DATA PROVIDED:
---+---
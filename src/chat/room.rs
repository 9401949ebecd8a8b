//! Chat room implementation for Huddle.
//!
//! A room owns its membership and is the single ordering point for
//! everything broadcast into it. Every mutation (join, leave, broadcast)
//! takes the room's lock, so all members observe messages in one order.
//! Delivery never blocks: each member has a bounded outbound queue that is
//! drained by its session's writer task, and a member whose queue is full
//! or closed is evicted on the spot.

use std::collections::{HashMap, VecDeque};
use std::sync::atomic::{AtomicBool, Ordering};
use std::sync::{Arc, Weak};

use chrono::{DateTime, Utc};
use tokio::sync::mpsc::{self, error::TrySendError};
use tokio::sync::Mutex;
use tracing::{debug, info, warn};
use uuid::Uuid;

use super::error::JoinError;
use super::registry::RoomRegistry;

/// Identity of one session within a room.
pub type SessionId = Uuid;

/// Queue feeding one member's outbound writer.
pub type Outbound = mpsc::Sender<Arc<RoomEvent>>;

/// A chat message as fanned out to room members.
#[derive(Debug, Clone, PartialEq, Eq)]
pub struct ChatMessage {
    /// Sender's username.
    pub sender: String,
    /// Room the message was sent to.
    pub room_id: String,
    /// Message text.
    pub text: String,
    /// Position in the room's total order.
    pub seq: u64,
    /// Server receipt time.
    pub timestamp: DateTime<Utc>,
}

/// Something a room delivers to its members.
#[derive(Debug, Clone, PartialEq, Eq)]
pub enum RoomEvent {
    /// A chat message from another member.
    Message(ChatMessage),
    /// Someone joined the room.
    MemberJoined {
        /// Room that was joined.
        room_id: String,
        /// Username of the new member.
        username: String,
    },
    /// Someone left the room or was evicted from it.
    MemberLeft {
        /// Room that was left.
        room_id: String,
        /// Username of the departed member.
        username: String,
    },
}

/// A session registered with a room.
#[derive(Debug)]
pub struct Member {
    session_id: SessionId,
    username: String,
    outbound: Outbound,
    joined_at: DateTime<Utc>,
}

impl Member {
    /// Create a member that receives room events through `outbound`.
    pub fn new(session_id: SessionId, username: impl Into<String>, outbound: Outbound) -> Self {
        Self {
            session_id,
            username: username.into(),
            outbound,
            joined_at: Utc::now(),
        }
    }

    fn info(&self) -> MemberInfo {
        MemberInfo {
            session_id: self.session_id,
            username: self.username.clone(),
            joined_at: self.joined_at,
        }
    }
}

/// Public view of a member.
#[derive(Debug, Clone, PartialEq, Eq)]
pub struct MemberInfo {
    /// Session the member belongs to.
    pub session_id: SessionId,
    /// Canonical username of the account.
    pub username: String,
    /// When the member joined.
    pub joined_at: DateTime<Utc>,
}

#[derive(Debug, Default)]
struct Membership {
    members: HashMap<SessionId, Member>,
    next_seq: u64,
    closed: bool,
}

impl Membership {
    fn usernames(&self) -> Vec<String> {
        let mut names: Vec<String> = self.members.values().map(|m| m.username.clone()).collect();
        names.sort();
        names
    }
}

/// A chat room.
pub struct Room {
    id: String,
    created_at: DateTime<Utc>,
    presence: bool,
    state: Mutex<Membership>,
    /// Mirrors `Membership::closed` for lock-free reads by the registry.
    closed: AtomicBool,
    registry: Weak<RoomRegistry>,
}

impl Room {
    pub(crate) fn new(id: impl Into<String>, presence: bool, registry: Weak<RoomRegistry>) -> Self {
        Self {
            id: id.into(),
            created_at: Utc::now(),
            presence,
            state: Mutex::new(Membership::default()),
            closed: AtomicBool::new(false),
            registry,
        }
    }

    /// Get the room ID.
    pub fn id(&self) -> &str {
        &self.id
    }

    pub fn created_at(&self) -> DateTime<Utc> {
        self.created_at
    }

    /// Whether the room emptied and was torn down. A closed room never reopens.
    pub fn is_closed(&self) -> bool {
        self.closed.load(Ordering::Acquire)
    }

    /// Register a member.
    ///
    /// Returns the membership guard and the sorted usernames of all members,
    /// the joiner included. Fails with [`JoinError::RoomClosed`] if the room
    /// was torn down after it was resolved.
    pub async fn join(
        self: &Arc<Self>,
        member: Member,
    ) -> Result<(RoomMembership, Vec<String>), JoinError> {
        let mut state = self.state.lock().await;
        if state.closed {
            return Err(JoinError::RoomClosed);
        }

        let session_id = member.session_id;
        let username = member.username.clone();
        state.members.insert(session_id, member);

        if self.presence {
            let notice = RoomEvent::MemberJoined {
                room_id: self.id.clone(),
                username: username.clone(),
            };
            self.dispatch(&mut state, Some(session_id), notice);
        }

        info!(
            "{} joined room {} ({} members)",
            username,
            self.id,
            state.members.len()
        );
        let members = state.usernames();
        Ok((RoomMembership::new(Arc::clone(self), session_id), members))
    }

    /// Remove a member. Returns false if it was not a member.
    ///
    /// When the last member leaves the room closes and unregisters itself.
    pub async fn leave(&self, session_id: SessionId) -> bool {
        let mut state = self.state.lock().await;
        let Some(member) = state.members.remove(&session_id) else {
            return false;
        };

        info!("{} left room {}", member.username, self.id);
        if self.presence {
            let notice = RoomEvent::MemberLeft {
                room_id: self.id.clone(),
                username: member.username,
            };
            self.dispatch(&mut state, None, notice);
        }
        self.close_if_empty(&mut state);
        true
    }

    /// Broadcast text from a member to every other member.
    ///
    /// Returns the number of members the message was queued for. Text from a
    /// session that is no longer a member is dropped.
    pub async fn broadcast(&self, sender: SessionId, text: impl Into<String>) -> usize {
        let mut state = self.state.lock().await;
        let Some(username) = state.members.get(&sender).map(|m| m.username.clone()) else {
            debug!("Dropping message from non-member {} in room {}", sender, self.id);
            return 0;
        };

        let seq = state.next_seq;
        state.next_seq += 1;
        let message = ChatMessage {
            sender: username,
            room_id: self.id.clone(),
            text: text.into(),
            seq,
            timestamp: Utc::now(),
        };
        self.dispatch(&mut state, Some(sender), RoomEvent::Message(message))
    }

    /// Get the number of members.
    pub async fn member_count(&self) -> usize {
        self.state.lock().await.members.len()
    }

    /// Snapshot of the current members, ordered by username.
    pub async fn members(&self) -> Vec<MemberInfo> {
        let state = self.state.lock().await;
        let mut members: Vec<MemberInfo> = state.members.values().map(Member::info).collect();
        members.sort_by(|a, b| a.username.cmp(&b.username));
        members
    }

    pub async fn is_member(&self, session_id: SessionId) -> bool {
        self.state.lock().await.members.contains_key(&session_id)
    }

    /// Queue an event for every member except `exclude`.
    ///
    /// Members that cannot take the event are evicted; their departure is
    /// announced in turn when presence notices are on. Returns how many
    /// members the original event was queued for.
    fn dispatch(&self, state: &mut Membership, exclude: Option<SessionId>, event: RoomEvent) -> usize {
        let mut pending = VecDeque::from([(exclude, Arc::new(event))]);
        let mut delivered = None;

        while let Some((exclude, event)) = pending.pop_front() {
            let mut queued = 0;
            let mut evicted = Vec::new();

            for (session_id, member) in &state.members {
                if Some(*session_id) == exclude {
                    continue;
                }
                match member.outbound.try_send(Arc::clone(&event)) {
                    Ok(()) => queued += 1,
                    Err(TrySendError::Full(_)) => {
                        warn!(
                            "Evicting {} from room {}: outbound queue full",
                            member.username, self.id
                        );
                        evicted.push(*session_id);
                    }
                    Err(TrySendError::Closed(_)) => {
                        debug!("Evicting {} from room {}: session gone", member.username, self.id);
                        evicted.push(*session_id);
                    }
                }
            }
            delivered.get_or_insert(queued);

            for session_id in evicted {
                if let Some(member) = state.members.remove(&session_id) {
                    if self.presence {
                        let notice = RoomEvent::MemberLeft {
                            room_id: self.id.clone(),
                            username: member.username,
                        };
                        pending.push_back((None, Arc::new(notice)));
                    }
                }
            }
        }

        delivered.unwrap_or(0)
    }

    fn close_if_empty(&self, state: &mut Membership) {
        if state.closed || !state.members.is_empty() {
            return;
        }
        state.closed = true;
        self.closed.store(true, Ordering::Release);

        if let Some(registry) = self.registry.upgrade() {
            registry.remove_if_empty(&self.id, self);
        }
        debug!("Room {} closed", self.id);
    }
}

impl std::fmt::Debug for Room {
    fn fmt(&self, f: &mut std::fmt::Formatter<'_>) -> std::fmt::Result {
        f.debug_struct("Room")
            .field("id", &self.id)
            .field("created_at", &self.created_at)
            .field("closed", &self.is_closed())
            .finish()
    }
}

/// A session's registration in a room.
///
/// [`RoomMembership::leave`] deregisters the session. If the guard is dropped
/// without leaving (the session task was cancelled) the leave is spawned onto
/// the current runtime instead, so a session is removed exactly once either way.
#[derive(Debug)]
pub struct RoomMembership {
    room: Arc<Room>,
    session_id: SessionId,
    active: bool,
}

impl RoomMembership {
    fn new(room: Arc<Room>, session_id: SessionId) -> Self {
        Self {
            room,
            session_id,
            active: true,
        }
    }

    pub fn room(&self) -> &Arc<Room> {
        &self.room
    }

    pub fn session_id(&self) -> SessionId {
        self.session_id
    }

    /// Broadcast text to the other members.
    pub async fn broadcast(&self, text: impl Into<String>) -> usize {
        self.room.broadcast(self.session_id, text).await
    }

    /// Deregister. Returns false if the room had already evicted the session.
    pub async fn leave(mut self) -> bool {
        let left = self.room.leave(self.session_id).await;
        self.active = false;
        left
    }
}

impl Drop for RoomMembership {
    fn drop(&mut self) {
        if !self.active {
            return;
        }
        let room = Arc::clone(&self.room);
        let session_id = self.session_id;
        match tokio::runtime::Handle::try_current() {
            Ok(handle) => {
                handle.spawn(async move {
                    room.leave(session_id).await;
                });
            }
            Err(_) => warn!(
                "Membership {} in room {} dropped outside a runtime",
                session_id,
                room.id()
            ),
        }
    }
}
---+---
ASSIGNMENT: Set down, unchanged, only those lines above that fall between the line with "Queue an event" and the line with "event was queued for.", the two end lines included.

FINAL ANSWER:
    /// Queue an event for every member except `exclude`.
    ///
    /// Members that cannot take the event are evicted; their departure is
    /// announced in turn when presence notices are on. Returns how many
    /// members the original event was queued for.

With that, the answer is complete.